### PROMPT
Scan the records that follow, and whenever a line has the word "message", copy it.
RECORD EXTRACTS: Begin
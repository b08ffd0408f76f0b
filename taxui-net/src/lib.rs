//! HTTP gateway to the tax-filing backend.
//!
//! Implements the widget layer's [`YearSource`] and [`CompanyGateway`]
//! traits over the backend's AJAX endpoints. Requests carry the
//! `X-Requested-With: XMLHttpRequest` header the views key content
//! negotiation on. Year endpoints return a bare JSON array of years —
//! strings or numbers depending on the serializer — which is normalized to
//! decimal strings here so the widget layer only ever sees strings.

use std::time::Duration;

use async_trait::async_trait;
use reqwest::multipart;
use reqwest::Client;
use serde::Deserialize;
use serde_json::Value;
use thiserror::Error;
use tracing::debug;

use taxui_widgets::{CompanyGateway, CompanyOutcome, FormFlavor, YearSource};

const REQUESTED_WITH: &str = "X-Requested-With";
const XML_HTTP_REQUEST: &str = "XMLHttpRequest";
const REQUEST_TIMEOUT: Duration = Duration::from_secs(10);

/// Errors from the network boundary
#[derive(Error, Debug)]
pub enum NetError {
    /// The server answered with a non-success status
    #[error("HTTP {status} from {url}")]
    Http { status: u16, url: String },

    /// The request never completed
    #[error("transport error: {source}")]
    Transport {
        #[from]
        source: reqwest::Error,
    },

    /// The response body was not what the contract promises
    #[error("unexpected response payload: {context}")]
    Decode { context: String },
}

impl NetError {
    fn decode(context: impl Into<String>) -> Self {
        Self::Decode {
            context: context.into(),
        }
    }
}

/// Year entries arrive as strings or numbers; anything else is a broken
/// contract.
fn normalize_year(value: Value) -> Result<String, NetError> {
    match value {
        Value::String(s) => Ok(s),
        Value::Number(n) => Ok(n.to_string()),
        other => Err(NetError::decode(format!("unexpected year entry: {other}"))),
    }
}

#[derive(Debug, Deserialize)]
struct CompanyResponse {
    success: bool,
    #[serde(default)]
    id: Option<Value>,
    #[serde(default)]
    name: Option<String>,
    #[serde(default)]
    message: Option<String>,
}

/// Gateway over a single backend base URL, sharing one pooled client.
#[derive(Debug, Clone)]
pub struct HttpGateway {
    client: Client,
    base_url: String,
}

impl HttpGateway {
    pub fn new(base_url: impl Into<String>) -> Result<Self, NetError> {
        let client = Client::builder().timeout(REQUEST_TIMEOUT).build()?;
        Ok(Self {
            client,
            base_url: base_url.into().trim_end_matches('/').to_string(),
        })
    }

    pub fn base_url(&self) -> &str {
        &self.base_url
    }

    async fn get_years(
        &self,
        flavor: FormFlavor,
        association_id: &str,
    ) -> Result<Vec<String>, NetError> {
        let url = format!(
            "{}{}?association_id={association_id}",
            self.base_url,
            flavor.path()
        );
        debug!(%url, "fetching tax years");

        let response = self
            .client
            .get(&url)
            .header(REQUESTED_WITH, XML_HTTP_REQUEST)
            .send()
            .await?;
        let status = response.status();
        if !status.is_success() {
            return Err(NetError::Http {
                status: status.as_u16(),
                url,
            });
        }

        let entries: Vec<Value> = response
            .json()
            .await
            .map_err(|e| NetError::decode(e.to_string()))?;
        entries.into_iter().map(normalize_year).collect()
    }

    async fn post_company(
        &self,
        fields: &[(String, String)],
    ) -> Result<CompanyOutcome, NetError> {
        let url = format!("{}/management-companies/create/", self.base_url);
        debug!(%url, "creating management company");

        let mut form = multipart::Form::new();
        for (name, value) in fields {
            form = form.text(name.clone(), value.clone());
        }

        let response = self
            .client
            .post(&url)
            .header(REQUESTED_WITH, XML_HTTP_REQUEST)
            .multipart(form)
            .send()
            .await?;
        let status = response.status();
        if !status.is_success() {
            return Err(NetError::Http {
                status: status.as_u16(),
                url,
            });
        }

        let payload: CompanyResponse = response
            .json()
            .await
            .map_err(|e| NetError::decode(e.to_string()))?;
        if payload.success {
            let id = match payload.id {
                Some(id) => normalize_year(id)?,
                None => return Err(NetError::decode("success response without an id")),
            };
            let name = payload
                .name
                .ok_or_else(|| NetError::decode("success response without a name"))?;
            Ok(CompanyOutcome::Created { id, name })
        } else {
            Ok(CompanyOutcome::Rejected {
                message: payload
                    .message
                    .unwrap_or_else(|| "unknown error".to_string()),
            })
        }
    }
}

#[async_trait]
impl YearSource for HttpGateway {
    async fn tax_years(
        &self,
        flavor: FormFlavor,
        association_id: &str,
    ) -> anyhow::Result<Vec<String>> {
        Ok(self.get_years(flavor, association_id).await?)
    }
}

#[async_trait]
impl CompanyGateway for HttpGateway {
    async fn create_company(&self, fields: &[(String, String)]) -> anyhow::Result<CompanyOutcome> {
        Ok(self.post_company(fields).await?)
    }
}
RECORD EXTRACTS: End
### WRITTEN RESPONSE
    message: Option<String>,
                message: payload
                    .message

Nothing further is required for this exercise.